• [THE TASK] Where the string "input" shows up in a line of the records, copy that line.

• [GIVEN DATA]
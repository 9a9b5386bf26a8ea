//! Lowering of format specific trees into the generic `serde_json::Value`.

use serde::de::{self, Deserialize, Deserializer, EnumAccess, MapAccess, SeqAccess, VariantAccess};
use serde_json::{Map, Number, Value};
use std::fmt;

use crate::error::Error;

/// A YAML document as the parser reports it, before any key coercion.
///
/// Mapping entries stay a list so that repeated keys reach the lowering step,
/// and integers wider than 64 bits are kept as their decimal digits.
#[derive(Debug, Clone, PartialEq)]
pub enum YamlNode {
    Null,
    Bool(bool),
    Int(i64),
    UInt(u64),
    BigInt(String),
    Float(f64),
    String(String),
    Seq(Vec<YamlNode>),
    Map(Vec<(YamlNode, YamlNode)>),
}

impl<'de> Deserialize<'de> for YamlNode {
    fn deserialize<D>(deserializer: D) -> Result<Self, D::Error>
    where
        D: Deserializer<'de>,
    {
        deserializer.deserialize_any(NodeVisitor)
    }
}

struct NodeVisitor;

impl<'de> de::Visitor<'de> for NodeVisitor {
    type Value = YamlNode;

    fn expecting(&self, f: &mut fmt::Formatter) -> fmt::Result {
        f.write_str("any YAML value")
    }

    fn visit_unit<E>(self) -> Result<YamlNode, E> {
        Ok(YamlNode::Null)
    }

    fn visit_none<E>(self) -> Result<YamlNode, E> {
        Ok(YamlNode::Null)
    }

    fn visit_some<D>(self, deserializer: D) -> Result<YamlNode, D::Error>
    where
        D: Deserializer<'de>,
    {
        YamlNode::deserialize(deserializer)
    }

    fn visit_bool<E>(self, b: bool) -> Result<YamlNode, E> {
        Ok(YamlNode::Bool(b))
    }

    fn visit_i64<E>(self, i: i64) -> Result<YamlNode, E> {
        Ok(YamlNode::Int(i))
    }

    fn visit_u64<E>(self, u: u64) -> Result<YamlNode, E> {
        Ok(YamlNode::UInt(u))
    }

    fn visit_i128<E>(self, i: i128) -> Result<YamlNode, E> {
        Ok(match i64::try_from(i) {
            Ok(i) => YamlNode::Int(i),
            Err(_) => YamlNode::BigInt(i.to_string()),
        })
    }

    fn visit_u128<E>(self, u: u128) -> Result<YamlNode, E> {
        Ok(match u64::try_from(u) {
            Ok(u) => YamlNode::UInt(u),
            Err(_) => YamlNode::BigInt(u.to_string()),
        })
    }

    fn visit_f64<E>(self, f: f64) -> Result<YamlNode, E> {
        Ok(YamlNode::Float(f))
    }

    fn visit_str<E>(self, s: &str) -> Result<YamlNode, E> {
        Ok(YamlNode::String(s.to_string()))
    }

    fn visit_string<E>(self, s: String) -> Result<YamlNode, E> {
        Ok(YamlNode::String(s))
    }

    fn visit_seq<A>(self, mut seq: A) -> Result<YamlNode, A::Error>
    where
        A: SeqAccess<'de>,
    {
        let mut items = Vec::with_capacity(seq.size_hint().unwrap_or(0));
        while let Some(item) = seq.next_element()? {
            items.push(item);
        }
        Ok(YamlNode::Seq(items))
    }

    fn visit_map<A>(self, mut map: A) -> Result<YamlNode, A::Error>
    where
        A: MapAccess<'de>,
    {
        let mut entries = Vec::with_capacity(map.size_hint().unwrap_or(0));
        while let Some(entry) = map.next_entry()? {
            entries.push(entry);
        }
        Ok(YamlNode::Map(entries))
    }

    // Explicitly tagged values arrive as enums; the tag is dropped.
    fn visit_enum<A>(self, data: A) -> Result<YamlNode, A::Error>
    where
        A: EnumAccess<'de>,
    {
        let (_tag, contents) = data.variant::<String>()?;
        contents.newtype_variant()
    }
}

/// Converts a YAML tree into the generic value tree.
///
/// Scalar keys are stringified the way a JSON encoder would and a repeated
/// key keeps its first position with the last value. `<<` merge entries are
/// applied with explicit keys taking precedence. Non-finite floats and
/// integers wider than 64 bits are rejected since JSON numbers here cannot
/// carry them.
pub fn yaml_to_json(yaml: YamlNode) -> Result<Value, Error> {
    Ok(match yaml {
        YamlNode::Null => Value::Null,
        YamlNode::Bool(b) => Value::Bool(b),
        YamlNode::Int(i) => Value::Number(Number::from(i)),
        YamlNode::UInt(u) => Value::Number(Number::from(u)),
        YamlNode::BigInt(digits) => {
            return Err(Error::Unrepresentable(format!(
                "integer '{}' does not fit in 64 bits",
                digits
            )))
        }
        YamlNode::Float(f) => Value::Number(
            Number::from_f64(f)
                .ok_or_else(|| Error::Unrepresentable(format!("non-finite number '{}'", f)))?,
        ),
        YamlNode::String(s) => Value::String(s),
        YamlNode::Seq(seq) => Value::Array(
            seq.into_iter()
                .map(yaml_to_json)
                .collect::<Result<Vec<_>, _>>()?,
        ),
        YamlNode::Map(entries) => {
            let mut map = Map::with_capacity(entries.len());
            let (merges, entries): (Vec<_>, Vec<_>) =
                entries.into_iter().partition(|(k, v)| is_merge(k, v));
            for (_, sources) in merges {
                let sources = match sources {
                    YamlNode::Seq(seq) => seq,
                    node => vec![node],
                };
                // earlier sources win over later ones
                for source in sources.into_iter().rev() {
                    if let Value::Object(merged) = yaml_to_json(source)? {
                        map.extend(merged);
                    }
                }
            }
            for (key, value) in entries {
                map.insert(yaml_key(key)?, yaml_to_json(value)?);
            }
            Value::Object(map)
        }
    })
}

fn is_merge(key: &YamlNode, value: &YamlNode) -> bool {
    let mergeable = match value {
        YamlNode::Map(_) => true,
        YamlNode::Seq(seq) => seq.iter().all(|node| matches!(node, YamlNode::Map(_))),
        _ => false,
    };
    matches!(key, YamlNode::String(k) if k == "<<") && mergeable
}

fn yaml_key(key: YamlNode) -> Result<String, Error> {
    match key {
        YamlNode::String(s) => Ok(s),
        YamlNode::Null => Ok("null".to_string()),
        YamlNode::Bool(b) => Ok(b.to_string()),
        YamlNode::Int(i) => Ok(i.to_string()),
        YamlNode::UInt(u) => Ok(u.to_string()),
        YamlNode::BigInt(digits) => Ok(digits),
        YamlNode::Float(f) => Ok(match Number::from_f64(f) {
            Some(n) => n.to_string(),
            // keep the YAML spelling
            None if f.is_nan() => ".nan".to_string(),
            None if f > 0.0 => ".inf".to_string(),
            None => "-.inf".to_string(),
        }),
        YamlNode::Seq(_) | YamlNode::Map(_) => Err(Error::Unrepresentable(
            "mapping key must be a scalar".to_string(),
        )),
    }
}

/// Converts a TOML tree into the generic value tree. Datetimes become strings.
pub fn toml_to_json(toml: toml::Value) -> Result<Value, Error> {
    Ok(match toml {
        toml::Value::String(s) => Value::String(s),
        toml::Value::Integer(i) => Value::Number(Number::from(i)),
        toml::Value::Float(f) => Value::Number(
            Number::from_f64(f)
                .ok_or_else(|| Error::Unrepresentable(format!("non-finite number '{}'", f)))?,
        ),
        toml::Value::Boolean(b) => Value::Bool(b),
        toml::Value::Datetime(dt) => Value::String(dt.to_string()),
        toml::Value::Array(arr) => Value::Array(
            arr.into_iter()
                .map(toml_to_json)
                .collect::<Result<Vec<_>, _>>()?,
        ),
        toml::Value::Table(table) => {
            let mut map = Map::with_capacity(table.len());
            for (key, value) in table {
                map.insert(key, toml_to_json(value)?);
            }
            Value::Object(map)
        }
    })
}
use std::{io, path::Path};

use crate::{error::Error, format::FileFormat};

/// Reads `source`, re-encodes it and writes the result to `dest`.
///
/// Formats default to the file extensions, falling back to YAML in and JSON
/// out. The destination is only opened once the output is fully encoded.
pub fn convert(
    source: &Path,
    dest: &Path,
    from: Option<FileFormat>,
    to: Option<FileFormat>,
) -> Result<(), Error> {
    let from = from
        .or_else(|| FileFormat::from_path(source))
        .unwrap_or(FileFormat::Yaml);
    let to = to
        .or_else(|| FileFormat::from_path(dest))
        .unwrap_or(FileFormat::Json);

    let input = std::fs::read_to_string(source).map_err(|e| match e.kind() {
        // readable, but not text
        io::ErrorKind::InvalidData => Error::MalformedSource {
            path: source.to_path_buf(),
            format: from,
            msg: e.to_string(),
        },
        _ => Error::SourceNotFound {
            path: source.to_path_buf(),
            source: e,
        },
    })?;
    let value = from.decode(&input, source)?;
    let output = to.encode(&value)?;
    std::fs::write(dest, output).map_err(|e| Error::DestinationUnwritable {
        path: dest.to_path_buf(),
        source: e,
    })
}

#[cfg(test)]
mod tests {
    use super::*;
    use pretty_assertions::assert_eq;
    use serde_json::{json, Value};

    #[test]
    fn yaml_file_to_json_file() {
        let dir = tempfile::tempdir().unwrap();
        let source = dir.path().join("schema.yaml");
        let dest = dir.path().join("schema.json");
        std::fs::write(&source, "# widget\nname: widget\ncount: 3\ntags:\n  - a\n  - b\n").unwrap();

        convert(&source, &dest, None, None).unwrap();

        let out = std::fs::read_to_string(&dest).unwrap();
        assert_eq!(
            serde_json::from_str::<Value>(&out).unwrap(),
            json!({"name": "widget", "count": 3, "tags": ["a", "b"]})
        );
        assert!(!out.ends_with('\n'));
    }

    #[test]
    fn unknown_extensions_default_to_yaml_and_json() {
        let dir = tempfile::tempdir().unwrap();
        let source = dir.path().join("schema.txt");
        let dest = dir.path().join("schema.out");
        std::fs::write(&source, "{a: [1, 2]}").unwrap();

        convert(&source, &dest, None, None).unwrap();

        let out = std::fs::read_to_string(&dest).unwrap();
        assert_eq!(out, "{\n  \"a\": [\n    1,\n    2\n  ]\n}");
    }

    #[test]
    fn explicit_formats_win_over_extensions() {
        let dir = tempfile::tempdir().unwrap();
        let source = dir.path().join("schema.json");
        let dest = dir.path().join("schema.json.out");
        std::fs::write(&source, "title = \"t\"\n").unwrap();

        convert(&source, &dest, Some(FileFormat::Toml), Some(FileFormat::Yaml)).unwrap();

        let out = std::fs::read_to_string(&dest).unwrap();
        assert_eq!(out.trim(), "title: t");
    }

    #[test]
    fn existing_destination_is_overwritten() {
        let dir = tempfile::tempdir().unwrap();
        let source = dir.path().join("s.yaml");
        let dest = dir.path().join("d.json");
        std::fs::write(&source, "x: 1\n").unwrap();
        std::fs::write(&dest, "stale content that is much longer than the output").unwrap();

        convert(&source, &dest, None, None).unwrap();

        assert_eq!(std::fs::read_to_string(&dest).unwrap(), "{\n  \"x\": 1\n}");
    }

    #[test]
    fn missing_source_leaves_destination_alone() {
        let dir = tempfile::tempdir().unwrap();
        let dest = dir.path().join("d.json");

        let err = convert(&dir.path().join("missing.yaml"), &dest, None, None).unwrap_err();

        assert!(matches!(err, Error::SourceNotFound { .. }));
        assert!(!dest.exists());
    }

    #[test]
    fn malformed_source_never_opens_destination() {
        let dir = tempfile::tempdir().unwrap();
        let source = dir.path().join("s.yaml");
        let dest = dir.path().join("d.json");
        std::fs::write(&source, "a: [1, 2\nb: }\n").unwrap();

        let err = convert(&source, &dest, None, None).unwrap_err();

        assert!(matches!(err, Error::MalformedSource { .. }));
        assert!(!dest.exists());
    }

    #[test]
    fn unrepresentable_value_never_opens_destination() {
        let dir = tempfile::tempdir().unwrap();
        let source = dir.path().join("s.yaml");
        let dest = dir.path().join("d.toml");
        std::fs::write(&source, "a: ~\n").unwrap();

        let err = convert(&source, &dest, None, None).unwrap_err();

        assert!(matches!(err, Error::Unrepresentable(_)));
        assert!(!dest.exists());
    }

    #[test]
    fn non_utf8_source_is_malformed() {
        let dir = tempfile::tempdir().unwrap();
        let source = dir.path().join("s.yaml");
        let dest = dir.path().join("d.json");
        std::fs::write(&source, [b'a', b':', b' ', 0xff, 0xfe, b'\n']).unwrap();

        let err = convert(&source, &dest, None, None).unwrap_err();

        assert!(matches!(
            err,
            Error::MalformedSource {
                format: FileFormat::Yaml,
                ..
            }
        ));
        assert!(!dest.exists());
    }

    #[test]
    fn empty_and_comment_only_sources_become_null() {
        let dir = tempfile::tempdir().unwrap();
        for (name, text) in [("empty.yaml", ""), ("comments.yaml", "# only a comment\n")] {
            let source = dir.path().join(name);
            let dest = dir.path().join(name).with_extension("json");
            std::fs::write(&source, text).unwrap();

            convert(&source, &dest, None, None).unwrap();

            assert_eq!(std::fs::read_to_string(&dest).unwrap(), "null");
        }
    }

    #[test]
    fn repeated_keys_keep_the_last_value() {
        let dir = tempfile::tempdir().unwrap();
        let source = dir.path().join("s.yaml");
        let dest = dir.path().join("d.json");
        std::fs::write(&source, "a: 1\nb: 2\na: 3\n").unwrap();

        convert(&source, &dest, None, None).unwrap();

        assert_eq!(
            std::fs::read_to_string(&dest).unwrap(),
            "{\n  \"a\": 3,\n  \"b\": 2\n}"
        );
    }

    #[test]
    fn integers_wider_than_64_bits_are_unrepresentable() {
        let dir = tempfile::tempdir().unwrap();
        let source = dir.path().join("s.yaml");
        let dest = dir.path().join("d.json");
        std::fs::write(&source, "a: 123456789012345678901234567890\n").unwrap();

        let err = convert(&source, &dest, None, None).unwrap_err();

        assert!(matches!(err, Error::Unrepresentable(_)));
        assert!(!dest.exists());
    }

    #[test]
    fn destination_directory_must_exist() {
        let dir = tempfile::tempdir().unwrap();
        let source = dir.path().join("s.yaml");
        std::fs::write(&source, "a: 1\n").unwrap();

        let err = convert(&source, &dir.path().join("nope/d.json"), None, None).unwrap_err();

        assert!(matches!(err, Error::DestinationUnwritable { .. }));
    }
}
use clap::ValueEnum;
use serde_json::Value;
use std::{fmt, path::Path};

use crate::{
    error::Error,
    value::{toml_to_json, yaml_to_json, YamlNode},
};

/// JSON output indentation, one unit per nesting level.
const INDENT: &[u8] = b"  ";

#[derive(Debug, Copy, Clone, PartialEq, PartialOrd, ValueEnum)]
pub enum FileFormat {
    Json,
    Yaml,
    Toml,
}

impl FileFormat {
    pub fn from_ext(s: &str) -> Option<Self> {
        match s.trim().to_lowercase().as_str() {
            "json" => Some(Self::Json),
            "yaml" | "yml" => Some(Self::Yaml),
            "toml" => Some(Self::Toml),
            _ => None,
        }
    }

    /// Format implied by the extension of `path`, if it has a known one.
    pub fn from_path(path: &Path) -> Option<Self> {
        path.extension()
            .and_then(|ext| ext.to_str())
            .and_then(Self::from_ext)
    }

    /// Parses a whole document into the generic value tree.
    pub fn decode(self, input: &str, path: &Path) -> Result<Value, Error> {
        let malformed = |msg: String| Error::MalformedSource {
            path: path.to_path_buf(),
            format: self,
            msg,
        };
        match self {
            FileFormat::Json => {
                serde_json::from_str::<Value>(input).map_err(|e| malformed(e.to_string()))
            }
            FileFormat::Yaml => {
                let yaml = serde_yaml::from_str::<YamlNode>(input)
                    .map_err(|e| malformed(e.to_string()))?;
                yaml_to_json(yaml)
            }
            FileFormat::Toml => {
                let toml = input
                    .parse::<toml::Value>()
                    .map_err(|e| malformed(e.to_string()))?;
                toml_to_json(toml)
            }
        }
    }

    /// Serializes the value tree; nothing is written until this succeeds.
    pub fn encode(self, value: &Value) -> Result<String, Error> {
        let failed = |msg: String| Error::Serialization(self, msg);
        match self {
            FileFormat::Json => {
                let mut out = Vec::new();
                let formatter = serde_json::ser::PrettyFormatter::with_indent(INDENT);
                let mut ser = serde_json::Serializer::with_formatter(&mut out, formatter);
                serde::Serialize::serialize(value, &mut ser).map_err(|e| failed(e.to_string()))?;
                String::from_utf8(out).map_err(|e| failed(e.to_string()))
            }
            FileFormat::Yaml => serde_yaml::to_string(value).map_err(|e| failed(e.to_string())),
            FileFormat::Toml => {
                let toml = toml::Value::try_from(value)
                    .map_err(|e| Error::Unrepresentable(format!("{} in TOML", e)))?;
                if !toml.is_table() {
                    return Err(Error::Unrepresentable(
                        "TOML document root must be a table".to_string(),
                    ));
                }
                toml::to_string(&toml).map_err(|e| failed(e.to_string()))
            }
        }
    }
}

impl fmt::Display for FileFormat {
    fn fmt(&self, f: &mut fmt::Formatter<'_>) -> fmt::Result {
        f.write_str(match self {
            FileFormat::Json => "JSON",
            FileFormat::Yaml => "YAML",
            FileFormat::Toml => "TOML",
        })
    }
}
//! Downloader behavior against a local HTTP server.

use atelier_codec::Downloader;
use atelier_error::{AtelierErrorKind, CodecErrorKind};
use std::time::Duration;
use tokio::io::{AsyncReadExt, AsyncWriteExt};
use tokio::net::TcpListener;

const PNG_HEADER: &[u8] = &[0x89, 0x50, 0x4E, 0x47, 0x0D, 0x0A, 0x1A, 0x0A];

/// Serve one canned HTTP response on an ephemeral port, returning the URL
/// to fetch it from.
async fn serve_once(status_line: &'static str, body: Vec<u8>) -> String {
    let listener = TcpListener::bind("127.0.0.1:0")
        .await
        .expect("bind ephemeral port");
    let addr = listener.local_addr().expect("local addr");
    tokio::spawn(async move {
        let (mut stream, _) = listener.accept().await.expect("accept");
        let mut request = [0u8; 4096];
        let _ = stream.read(&mut request).await;
        let response = [
            format!(
                "HTTP/1.1 {status_line}\r\nContent-Length: {}\r\nConnection: close\r\n\r\n",
                body.len()
            )
            .into_bytes(),
            body,
        ]
        .concat();
        let _ = stream.write_all(&response).await;
        let _ = stream.shutdown().await;
    });
    format!("http://{addr}/result")
}

fn codec_kind(error: &atelier_error::AtelierError) -> &CodecErrorKind {
    match error.kind() {
        AtelierErrorKind::Codec(e) => &e.kind,
        other => panic!("expected a codec error, got {other}"),
    }
}

#[tokio::test]
async fn valid_media_returns_bytes_and_sniffed_mime() {
    let url = serve_once("200 OK", PNG_HEADER.to_vec()).await;
    let (bytes, mime) = Downloader::new()
        .download(&url, Duration::from_secs(5))
        .await
        .expect("download succeeds");
    assert_eq!(bytes, PNG_HEADER);
    assert_eq!(mime, "image/png");
}

#[tokio::test]
async fn non_success_status_surfaces_the_code() {
    let url = serve_once("404 Not Found", b"gone".to_vec()).await;
    let error = Downloader::new()
        .download(&url, Duration::from_secs(5))
        .await
        .expect_err("404 must fail");
    assert_eq!(codec_kind(&error), &CodecErrorKind::DownloadError { status: 404 });
}

#[tokio::test]
async fn html_body_is_rejected_as_invalid_content() {
    let body = b"<!DOCTYPE html><html><body>expired link</body></html>".to_vec();
    let url = serve_once("200 OK", body).await;
    let error = Downloader::new()
        .download(&url, Duration::from_secs(5))
        .await
        .expect_err("HTML body must fail");
    assert!(matches!(codec_kind(&error), CodecErrorKind::InvalidContent(_)));
}

#[tokio::test]
async fn unrecognized_signature_is_rejected() {
    let url = serve_once("200 OK", b"plain text, not media".to_vec()).await;
    let error = Downloader::new()
        .download(&url, Duration::from_secs(5))
        .await
        .expect_err("unknown signature must fail");
    assert!(matches!(codec_kind(&error), CodecErrorKind::InvalidContent(_)));
}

• [EXERCISE RESPONSE]
    let input = std::fs::read_to_string(source).map_err(|e| match e.kind() {
    let value = from.decode(&input, source)?;
    pub fn decode(self, input: &str, path: &Path) -> Result<Value, Error> {
                serde_json::from_str::<Value>(input).map_err(|e| malformed(e.to_string()))
                let yaml = serde_yaml::from_str::<YamlNode>(input)
                let toml = input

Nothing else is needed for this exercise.